### [YOUR OBJECTIVE]
Scan the entries for lines with the word "followed", then copy those lines.

Saved entries
»»
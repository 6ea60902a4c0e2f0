use thiserror::Error;

const NONCE_NOT_FIXED: &str =
    "R-point encoding not 0x58666... Signature R must be the base point so the secret key leaks";
const MALFORMED_SIGNATURE: &str = "Signature blob must be 2-byte length 64 followed by 64 bytes";
const MALFORMED_PUBLIC_KEY: &str = "Public key blob must be 2-byte length 32 followed by 32 bytes";
const VERIFICATION_FAILED: &str = "Signature verification failed";
const ALREADY_DISBURSED: &str = "Swap funds have already been disbursed";

/// Every way a swap call can be rejected. Returning one of these from a
/// `#[handle_result]` method aborts the receipt, so no state is written.
#[derive(Debug, Error, Clone, Copy, PartialEq, Eq)]
pub enum LeakSwapError {
    /// Caller is not the party the action is reserved for.
    #[error("{0}")]
    Unauthorized(&'static str),
    /// Action invoked outside of its time/flag window.
    #[error("{0}")]
    PhaseViolation(&'static str),
    /// The first 34 bytes of the signature blob are not the fixed nonce prefix.
    #[error("{}", NONCE_NOT_FIXED)]
    NonceNotFixed,
    #[error("{}", MALFORMED_SIGNATURE)]
    MalformedSignature,
    #[error("{}", MALFORMED_PUBLIC_KEY)]
    MalformedPublicKey,
    /// Layout is fine but the Ed25519 equation does not hold.
    #[error("{}", VERIFICATION_FAILED)]
    VerificationFailed,
    #[error("{0}")]
    InvalidTimestamps(&'static str),
    #[error("{}", ALREADY_DISBURSED)]
    AlreadyDisbursed,
}

// Makes the error a `near_sdk::FunctionError`, which panics with this text.
impl AsRef<str> for LeakSwapError {
    fn as_ref(&self) -> &str {
        match self {
            Self::Unauthorized(msg) | Self::PhaseViolation(msg) | Self::InvalidTimestamps(msg) => {
                msg
            }
            Self::NonceNotFixed => NONCE_NOT_FIXED,
            Self::MalformedSignature => MALFORMED_SIGNATURE,
            Self::MalformedPublicKey => MALFORMED_PUBLIC_KEY,
            Self::VerificationFailed => VERIFICATION_FAILED,
            Self::AlreadyDisbursed => ALREADY_DISBURSED,
        }
    }
}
««
### [RESPONSE AREA]
const MALFORMED_SIGNATURE: &str = "Signature blob must be 2-byte length 64 followed by 64 bytes";
const MALFORMED_PUBLIC_KEY: &str = "Public key blob must be 2-byte length 32 followed by 32 bytes";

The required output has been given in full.